Discussion in 'Strategy Building' started by ssp729, Nov 18, 2020.

  1. ssp729

    ssp729

    Hello everyone. So i tried to predict the close price of S&P 500 using neural networks (there are a lot of papers on the web) with NeuroshellTrader. The results in-sample was amazing, i was already ready to live on the beach and left my job.
    When i tried to predict out-of-sample (the result that matters!) the dissapointment was huge.

    Do you think it´s impossible to have at least good results?
     
  2. MarkBrown

    MarkBrown

    i experienced what you just went thru in 1994 with the same product lol.

    amazing decades latter the lure still catches fish.
     
    guowei58, El Trado, cvds16 and 4 others like this.
  3. If you used the neural network in your head, you would have realized that is a fool's errand
     
    guowei58, ssp729 and MarkBrown like this.
  4. What kind of time frame are you talking about? From the research I've done into machine learning, neural networks, etc. it may be possible to come up with a strategy that predicts 1 or 2 days out and has a positive expectancy and acceptable drawdown.
     
  5. ssp729

    ssp729

    i was using daily timeframes, 2 years in-sample and 1 day of the next close price, as well as 2 days
     
  6. temnik

    temnik

    I am a trained Ph.D., so take the following with a pinch of salt.

    Neural nets and all other machine-learning tools have enormous flexibility and large number of "coefficients" (in a linear regression sense) that you don't need to explicitly specify. This makes them deceptively easy to apply to almost any problem.

    Because of that under-the-hood flexibility, there's always a danger of overfitting - as in finding signals in transient noise - especially when your dataset has hidden regime changes, drift etc. Which is why, in order to feel somewhat secure in your trading, you have to hire more trained Ph.D.'s and pay them more $$$.

    But, of course, there are no guarantees.

    Here's a little exercise even a non-Ph.D. can do - it assumes that your system generates frequent signals (almost always trading). Compare your PnL streams in-sample (IS) vs. out-of-sample (OOS). Report back to us:
    1. how many largest IS wins you need to turn into losses to make IS and OOS Sharpe Ratios equal?
    2. how many largest OOS losses you need to turn into wins to make IS and OOS Sharpe Ratios equal?
     
    yc47ib, ssp729 and beginner66 like this.
  7. shatteredx

    shatteredx

    Neural networks are not good at predicting the market directly. Neither is ML.

    Linear regression easily beats both with less than 1/10th of the required CPU time.

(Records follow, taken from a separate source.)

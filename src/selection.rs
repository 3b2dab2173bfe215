//! Process list scroll and selection.
//!
//! Scroll and selection are requested by the host and clamped every tick
//! against the current list. The selected PID is always looked up in the
//! current sorted and filtered list; it is never carried over from the
//! previous tick, so a re-sort cannot leave a stale PID selected.

use crate::engine::process::ProcessRow;

/// Clamps `value` into `0..=max`.
#[must_use]
pub fn clamp_scroll(value: i64, max: usize) -> usize {
    if value <= 0 {
        0
    } else {
        usize::try_from(value).map_or(max, |v| v.min(max))
    }
}

/// Resolved scroll position and selection for one tick.
#[derive(Debug, Clone, Copy, Default, PartialEq, Eq)]
pub struct ProcessSelection {
    /// First visible row, in `0..=max_scroll`.
    pub scroll_offset: usize,
    /// Selected row within the visible window, `0` with no rows.
    pub selection_index: usize,
    /// PID at `scroll_offset + selection_index` in the current list.
    pub selected_pid: Option<u32>,
    /// `max(0, count - viewport_rows)`.
    pub max_scroll: usize,
    /// Rows actually visible.
    pub visible_count: usize,
    /// Rows the panel can show.
    pub viewport_rows: usize,
}

impl ProcessSelection {
    /// Clamps the requested scroll and selection against `rows`.
    #[must_use]
    pub fn resolve(rows: &[ProcessRow], viewport_rows: usize, requested_scroll: i64, requested_index: i64) -> Self {
        let max_scroll = rows.len().saturating_sub(viewport_rows);
        let scroll_offset = clamp_scroll(requested_scroll, max_scroll);
        let visible_count = rows.len().saturating_sub(scroll_offset).min(viewport_rows);
        let selection_index = clamp_scroll(requested_index, visible_count.saturating_sub(1));

        let selected_pid = if visible_count > 0 {
            rows.get(scroll_offset + selection_index).map(|r| r.pid)
        } else {
            None
        };

        Self { scroll_offset, selection_index, selected_pid, max_scroll, visible_count, viewport_rows }
    }

    /// The selected row, if any.
    #[must_use]
    pub fn selected<'a>(&self, rows: &'a [ProcessRow]) -> Option<&'a ProcessRow> {
        self.selected_pid.and_then(|pid| rows.get(self.scroll_offset + self.selection_index).filter(|r| r.pid == pid))
    }

    /// Highlighted index within the window, `None` with no visible rows.
    #[must_use]
    pub fn highlight(&self) -> Option<usize> {
        (self.visible_count > 0).then_some(self.selection_index)
    }
}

    Once you have a robust LinReg estimator, you can feed the out-of-sample results into ML to estimate the probability of profit, which is what Ernie Chan is doing at his latest venture.
     
    yc47ib, guowei58 and ssp729 like this.
  8. ssp729

    ssp729

    I was basing on this book:




    He claimed to have 95% accurate on the prediction of the close price of S&P 500 (up/down) to 10 days in the future.

    IS the prediction was almost perfect(correlation of 0.98 and 99% accuracy). OOS was 0.1 correlation and 20% accurate
     
  9. ssp729

    ssp729

    Can you show some results? Now i think its´impossible to predict financial series
     
  10. Snuskpelle

    Snuskpelle

    Edit2: Maybe your post is mostly ironic and you're already fully aware of the issue, but I leave my post for any other readers that do not.

    You can configure basically any kind of algorithm to output a nice looking return in-sample. Literally, you optimize the seed of a pseudo random number generator or a hashing algorithm to do that. It does not imply that it works out-of-sample. Not working in-sample does suggest not working out of sample (but is not a binary implication since it depends on what you have in-sample).

    An interesting case I observed was on a site where people submitted Python codes/bots to play Rock-Paper-Scissors. One of the best performing bots was a few characters long as just calling a particular MD5 hash of the sequence of moves observed thus far. It turned out the guy that wrote it had downloaded all bots and checked which particular MD5 hash output (when transformed into an output move) would win against all deterministic bots. Against the best bots incorporating randomness it still loses almost every time though (and has 50% win rate against lesser ones).
     
    Last edited: Nov 18, 2020
    #10     Nov 18, 2020